His correspondence beyond Theo – with Bernard, Gauguin, Signac and others – confirms both that van Gogh was a theorist and intellectual and that this idea we have of him as a tragic failure in public or commercial terms is also an inadequate view. Sure there was no widespread appreciation of his genius or his work. But the artists swapped paintings and drawings, out of mutual interest and respect. And some of van Gogh’s works were hung, publicly. He earned a little money teaching and what we might now call mentoring. If it’s true he was so brilliantly revolutionary with his painting that the world simply wasn’t ready for him then a) this is surely a familiar tale, in the arts and b) this again hardly counts as failure. He was a powerful source and a focus for discussion around art in the contemporary artistic community whilst he lived.

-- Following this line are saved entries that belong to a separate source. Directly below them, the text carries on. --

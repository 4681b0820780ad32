//! Configuration for the Redis store

use std::env;
use std::time::Duration;

use grouped_cache_core::{CacheError, Result};

/// Port used when the configured port is 0
pub const DEFAULT_PORT: u16 = 6379;

/// Configuration for the Redis connection
#[derive(Debug, Clone)]
pub struct RedisConfig {
    /// Server host name or address
    pub host: String,

    /// Server port (0 = [`DEFAULT_PORT`])
    pub port: u16,

    /// Logical database selected on every connection
    pub database: i64,

    /// Bounds connection establishment and pool checkout
    pub connect_timeout: Duration,

    /// Bounds every command (None = wait indefinitely)
    pub read_timeout: Option<Duration>,

    /// Extra connection attempts after the first one fails
    pub retries: u32,

    /// Pause between connection attempts
    pub retry_interval: Duration,

    /// Connection pool size
    pub pool_size: u32,
}

impl Default for RedisConfig {
    fn default() -> Self {
        Self {
            host: "127.0.0.1".to_string(),
            port: 0,
            database: 0,
            connect_timeout: Duration::from_secs(8),
            read_timeout: None,
            retries: 0,
            retry_interval: Duration::from_millis(100),
            pool_size: 4,
        }
    }
}

impl RedisConfig {
    /// Create new config for a host
    pub fn new(host: impl Into<String>) -> Self {
        Self {
            host: host.into(),
            ..Default::default()
        }
    }

    /// Load from `GROUPED_CACHE_REDIS_*` environment variables
    ///
    /// # Environment Variables
    /// - `GROUPED_CACHE_REDIS_HOST` (default: 127.0.0.1)
    /// - `GROUPED_CACHE_REDIS_PORT` (default: 6379)
    /// - `GROUPED_CACHE_REDIS_DB` (default: 0)
    /// - `GROUPED_CACHE_REDIS_CONNECT_TIMEOUT_MS` (default: 8000)
    /// - `GROUPED_CACHE_REDIS_READ_TIMEOUT_MS` (default: unset)
    /// - `GROUPED_CACHE_REDIS_RETRIES` (default: 0)
    /// - `GROUPED_CACHE_REDIS_POOL_SIZE` (default: 4)
    pub fn from_env() -> Self {
        let defaults = Self::default();
        Self {
            host: env::var("GROUPED_CACHE_REDIS_HOST").unwrap_or(defaults.host),
            port: parse_var("GROUPED_CACHE_REDIS_PORT").unwrap_or(defaults.port),
            database: parse_var("GROUPED_CACHE_REDIS_DB").unwrap_or(defaults.database),
            connect_timeout: parse_var("GROUPED_CACHE_REDIS_CONNECT_TIMEOUT_MS")
                .map(Duration::from_millis)
                .unwrap_or(defaults.connect_timeout),
            read_timeout: parse_var("GROUPED_CACHE_REDIS_READ_TIMEOUT_MS")
                .map(Duration::from_millis)
                .or(defaults.read_timeout),
            retries: parse_var("GROUPED_CACHE_REDIS_RETRIES").unwrap_or(defaults.retries),
            retry_interval: defaults.retry_interval,
            pool_size: parse_var("GROUPED_CACHE_REDIS_POOL_SIZE").unwrap_or(defaults.pool_size),
        }
    }

    /// Set port (0 = default)
    pub fn port(mut self, port: u16) -> Self {
        self.port = port;
        self
    }

    /// Set logical database
    pub fn database(mut self, database: i64) -> Self {
        self.database = database;
        self
    }

    /// Set connect timeout
    pub fn connect_timeout(mut self, timeout: Duration) -> Self {
        self.connect_timeout = timeout;
        self
    }

    /// Set per-command read timeout
    pub fn read_timeout(mut self, timeout: Duration) -> Self {
        self.read_timeout = Some(timeout);
        self
    }

    /// Set connection retry count
    pub fn retries(mut self, retries: u32) -> Self {
        self.retries = retries;
        self
    }

    /// Set pool size
    pub fn pool_size(mut self, size: u32) -> Self {
        self.pool_size = size;
        self
    }

    /// Port actually dialled
    pub fn effective_port(&self) -> u16 {
        if self.port == 0 { DEFAULT_PORT } else { self.port }
    }

    /// Connection URL for a given database
    pub fn url_for(&self, database: i64) -> String {
        format!("redis://{}:{}/{}", self.host, self.effective_port(), database)
    }

    /// Connection URL for the configured database
    pub fn url(&self) -> String {
        self.url_for(self.database)
    }

    /// Reject settings that can never connect
    pub fn validate(&self) -> Result<()> {
        if self.host.trim().is_empty() {
            return Err(CacheError::InvalidConfig("host is empty".into()));
        }
        if self.pool_size == 0 {
            return Err(CacheError::InvalidConfig("pool_size must be at least 1".into()));
        }
        if self.database < 0 {
            return Err(CacheError::InvalidConfig(format!(
                "database index {} is negative",
                self.database
            )));
        }
        Ok(())
    }
}

fn parse_var<T: std::str::FromStr>(name: &str) -> Option<T> {
    env::var(name).ok().and_then(|v| v.parse().ok())
}

#[cfg(test)]
mod tests {
    use super::*;

    #[test]
    fn test_config_default() {
        let config = RedisConfig::default();
        assert_eq!(config.host, "127.0.0.1");
        assert_eq!(config.effective_port(), 6379);
        assert_eq!(config.connect_timeout, Duration::from_secs(8));
        assert!(config.read_timeout.is_none());
        assert_eq!(config.url(), "redis://127.0.0.1:6379/0");
    }

    #[test]
    fn test_zero_port_uses_default() {
        let config = RedisConfig::new("cache.internal").port(0);
        assert_eq!(config.effective_port(), DEFAULT_PORT);

        let config = config.port(6380);
        assert_eq!(config.url(), "redis://cache.internal:6380/0");
    }

    #[test]
    fn test_url_for_database() {
        let config = RedisConfig::new("localhost").database(2);
        assert_eq!(config.url(), "redis://localhost:6379/2");
        assert_eq!(config.url_for(5), "redis://localhost:6379/5");
    }

    #[test]
    fn test_builder() {
        let config = RedisConfig::new("localhost")
            .read_timeout(Duration::from_millis(250))
            .connect_timeout(Duration::from_secs(1))
            .retries(3)
            .pool_size(2);

        assert_eq!(config.read_timeout, Some(Duration::from_millis(250)));
        assert_eq!(config.connect_timeout, Duration::from_secs(1));
        assert_eq!(config.retries, 3);
        assert_eq!(config.pool_size, 2);
    }

    #[test]
    fn test_validate() {
        assert!(RedisConfig::default().validate().is_ok());
        assert!(matches!(
            RedisConfig::new("  ").validate(),
            Err(CacheError::InvalidConfig(_))
        ));
        assert!(RedisConfig::default().pool_size(0).validate().is_err());
        assert!(RedisConfig::default().database(-1).validate().is_err());
    }
}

Despite his tremendous feeling for historical giants such as Rembrandt and Holbein, Vincent both rated and respected modernists and those who challenged: but my god they had to it well, and with conviction. He became something of a semi-detached Impressionists, alongside or parallel to the likes of Bernard and Gauguin and despite his being challenging and undiplomatic (or worse), their correspondence alone validates the intellectual contribution the man from the dull grey North made. Of course Gauguin did play a role in the breakdown at the Yellow House (and did flee, arguably rather ignominiously after the ear-loppage) but the two great painters of colour did continue to exchange letters, after the event. Touchingly, van Gogh, having had a genuinely positive review from the precocious critic Aurier, deferred very much to Gauguin’s superiority and importance.

With regard to the ending (that we all feel we know something about), a few thoughts. Look at the letters, look at the paintings. The latter, from the yellow but iconically ‘purple patch’ at the house in Arles, to the ravishing-but-maaaybe-tormented cypresses and the last cornfields, painted in Saint-Remy or Auvers, are amongst the most affecting works of art in any medium. In both locations the artist was very much ‘in recuperation’, post crises. It’s therefore become classically tragic but let’s not that obscure the quality – the qualities – of the painting. It reaches more of us than almost anything in the entire history of art; this despite not being immediately easy on the eye. The mystery around how van Gogh found a gun, and what *exactly* triggered its use *at that time* does nothing to undermine the sense of hurt and of waste, that registers with all of us, even now.

Having re-read these letters I suspect that the family gathering, to discuss a long-contemplated potential escape for Theo from his unhappy employment (and the subsequent setting-up of an independent art dealership) was instrumental to Vincent’s suicide. Both brothers had been hugely anxious for some time about how they might proceed if some new way was not secured. Theo’s hopes lay with a brother of his wife, Jo… but it was not to be. No agreement meant Theo and family remained vulnerable to his own poor health and material angst, and that meant even less stability for his elder brother.

Scared, disturbed and no doubt feeling somewhat guilty and even responsible for much of Theo’s predicament – he had, after all, been utterly reliant upon him for a decade – Vincent shot himself, not immediately fatally, in a cornfield in Auvers-sur-Oise, dying two days later. Theo was devastated. He also succumbed to mental illness (although it is generally believed this was just a part of a medical picture including advanced, untreated syphilis) and died himself, six months later. It was Theo’s wife who published the letters, in 1914 and went on to further champion Vincent’s art.

Without the letters, the art is godlike. But the letters are huge. I deliberately choose not to direct you to a particular place. Read them all.